Beech’s United seem cleansed of the latter and, now their defence has knitted better together, we are seeing the fruits of his attacking plans. Carlisle pushed at Colchester with the sort of intensity and numbers that backed up what Beech has recently said about running distances and collective energy.

When Joshua Kayode wasn’t pursuing Colchester’s centre-halves, Gime Toure – who didn’t even have his best game here – was brushing his foot over the ball before nipping the other way. When Lewis Alessandra wasn’t working channels intelligently, Joe Riley was bombing past.

When Callum Guy wasn’t…well, let’s be honest, there wasn’t much Guy didn’t do. As for Jon Mellish – naturally, he scored again.

It was good. At times, very good. “It’s down to hard work,” said Beech. “I’m a big admirer of Liverpool and the way they play. I love the energy in the full-backs, the front three, the midfield. It comes through unbelievable professionalism and hard work.

“If the best guys are doing it, why can’t we try and achieve what we can at our level?”

Carlisle on their toes, driving into opponents: we could get used to this, particularly after those poor early afternoons of 2020/21, which are increasingly looking like a case of a new team adjusting rather than a flawed package.

Yet to drop a point at home, the standard of their victims increasing by the week, United will no doubt be checked in this form at some stage, but what they have is at least a platform for positivity, not the deficit-chasing we’ve seen early in recent campaigns.

Alessandra is the sort of player whose successes are particularly heartening, given the honesty of his work and decency of his manner. His curling fourth-minute cross, which missed everyone in the box and went in, got him on the board as far as league goals are concerned this season and the early goal established Carlisle’s confidence and spirit.
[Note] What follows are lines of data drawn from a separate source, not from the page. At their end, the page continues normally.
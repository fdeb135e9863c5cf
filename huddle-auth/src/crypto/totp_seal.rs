//! At-rest encryption for TOTP secrets.
//!
//! Secrets are sealed with ChaCha20-Poly1305 under a server-held key, with
//! an AAD binding the ciphertext to its owning user so a row copied between
//! users fails to decrypt.

use anyhow::Result;
use chacha20poly1305::{
    aead::{Aead, KeyInit, Payload},
    ChaCha20Poly1305, Key, Nonce,
};
use rand::{rngs::OsRng, RngCore};
use uuid::Uuid;

const NONCE_BYTES: usize = 12;

/// Encrypt a TOTP secret. Returns `nonce (12 bytes) || ciphertext`.
pub fn seal_totp_secret(enc_key: &[u8; 32], secret: &[u8], user_id: Uuid) -> Result<Vec<u8>> {
    let cipher = ChaCha20Poly1305::new(Key::from_slice(enc_key));

    let mut nonce_bytes = [0u8; NONCE_BYTES];
    OsRng.fill_bytes(&mut nonce_bytes);
    let nonce = Nonce::from_slice(&nonce_bytes);

    let aad = construct_aad(user_id);
    let ciphertext = cipher
        .encrypt(
            nonce,
            Payload {
                msg: secret,
                aad: &aad,
            },
        )
        .map_err(|e| anyhow::anyhow!("Encryption failure: {e}"))?;

    let mut result = Vec::with_capacity(NONCE_BYTES + ciphertext.len());
    result.extend_from_slice(&nonce_bytes);
    result.extend_from_slice(&ciphertext);
    Ok(result)
}

/// Decrypt a sealed TOTP secret. Expects `nonce (12 bytes) || ciphertext`.
pub fn open_totp_secret(enc_key: &[u8; 32], data: &[u8], user_id: Uuid) -> Result<Vec<u8>> {
    if data.len() < NONCE_BYTES {
        return Err(anyhow::anyhow!("Invalid ciphertext length"));
    }

    let (nonce_bytes, ciphertext) = data.split_at(NONCE_BYTES);
    let cipher = ChaCha20Poly1305::new(Key::from_slice(enc_key));

    let aad = construct_aad(user_id);
    let plaintext = cipher
        .decrypt(
            Nonce::from_slice(nonce_bytes),
            Payload {
                msg: ciphertext,
                aad: &aad,
            },
        )
        .map_err(|e| anyhow::anyhow!("Decryption failure: {e}"))?;

    Ok(plaintext)
}

fn construct_aad(user_id: Uuid) -> Vec<u8> {
    format!("totp-secret:v1|{user_id}").into_bytes()
}

#[cfg(test)]
mod tests {
    use super::*;

    #[test]
    fn test_seal_open_roundtrip() {
        let key = [7u8; 32];
        let secret = b"JBSWY3DPEHPK3PXP-raw-bytes";
        let user_id = Uuid::new_v4();

        let sealed = seal_totp_secret(&key, secret, user_id).unwrap();
        assert_ne!(&sealed[NONCE_BYTES..], secret.as_slice());

        let opened = open_totp_secret(&key, &sealed, user_id).unwrap();
        assert_eq!(opened, secret);
    }

    #[test]
    fn test_open_fails_for_other_user() {
        let key = [7u8; 32];
        let sealed = seal_totp_secret(&key, b"secret", Uuid::new_v4()).unwrap();
        assert!(open_totp_secret(&key, &sealed, Uuid::new_v4()).is_err());
    }

    #[test]
    fn test_open_fails_on_tampered_ciphertext() {
        let key = [7u8; 32];
        let user_id = Uuid::new_v4();
        let mut sealed = seal_totp_secret(&key, b"secret", user_id).unwrap();

        let last = sealed.len() - 1;
        sealed[last] ^= 0xFF;
        assert!(open_totp_secret(&key, &sealed, user_id).is_err());
    }

    #[test]
    fn test_open_fails_on_wrong_key() {
        let user_id = Uuid::new_v4();
        let sealed = seal_totp_secret(&[7u8; 32], b"secret", user_id).unwrap();
        assert!(open_totp_secret(&[8u8; 32], &sealed, user_id).is_err());
    }

    #[test]
    fn test_truncated_ciphertext_rejected() {
        assert!(open_totp_secret(&[7u8; 32], &[0u8; 4], Uuid::new_v4()).is_err());
    }
}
Riley, making bright runs from midfield, almost set up Mellish after Toure had shown superb control in defensive and attacking cul-de-sacs. Guy won first balls and second balls in midfield and kept the game in Colchester’s half. In this empty ground you could hear goalkeeper Paul Farman in the distance, roaring them on, and when they got a second – Guy winning it on the left, Alessandra skipping past a challenge and Mellish guiding his fifth in four games past Dean Gerken – the visitors seemed overwhelmed.

Colchester are an inventive side with a streetwise edge, as United found to their cost last season, so this made the Cumbrian dominance more impressive. It also, though, left the possibility of a change of tone on the table. Carlisle produced some more serious stuff but Colchester did end the half well, Farman denying Callum Harriott and Luke Norris nodding them back into things after the Blues struggled to shovel a corner away.

Harriott and Kwame Poku, turning and running at Carlisle once Ball’s team got their shape together, were obvious threats with Norris a hardened line-leader. United started the second half at pace but when Norris headed against Rod McDonald’s arm in the 52nd minute, Martin Coy pointed to the spot and Norris stroked in the equaliser.

The next phase impressed Beech the most, since United didn’t wobble. Instead they gathered their thoughts and rebuilt. Toure’s early flair had faded and Beech was right to withdraw him. Gavin Reilly brought some fresh energy into the attack while Riley was still bustling onto chances, rifling over from 25 yards and then shooting wide from a great position after breaking onto Alessandra’s clever supply.

Reilly helped United stretch the play again, while Kayode was both a willing No9 and a well-used catapult. He rained long throws into Colchester’s box as both George Tanner and Guy aimed in more set-pieces. Eventually this siege worked, as a corner from the latter was met by Hayden. He was denied on the line, but when Carlisle hustled it back, Anderton took aim, Gerken parried, and Hayden swooped.

The next step in this team’s evolution is to turn the knife after inserting it. Reilly, sprinting onto Kayode’s pass, couldn’t do so here when clean through and this kept Colchester interested up to the 94th-minute point that Farman saved from Harriott and the talismanic Hayden lunged in to deny Norris: relentless, exhausting and gratifyingly committed to the very, very last.

United: Farman, Tanner, Anderton, Hayden, McDonald, Guy, Mellish, Riley (Furman 86), Toure (Reilly 69), Alessandra (Malley 90), Kayode. Not used: Dewhurst, Devine, Hunt, Charters.

Goals: Alessandra 4, Mellish 29, Hayden 81.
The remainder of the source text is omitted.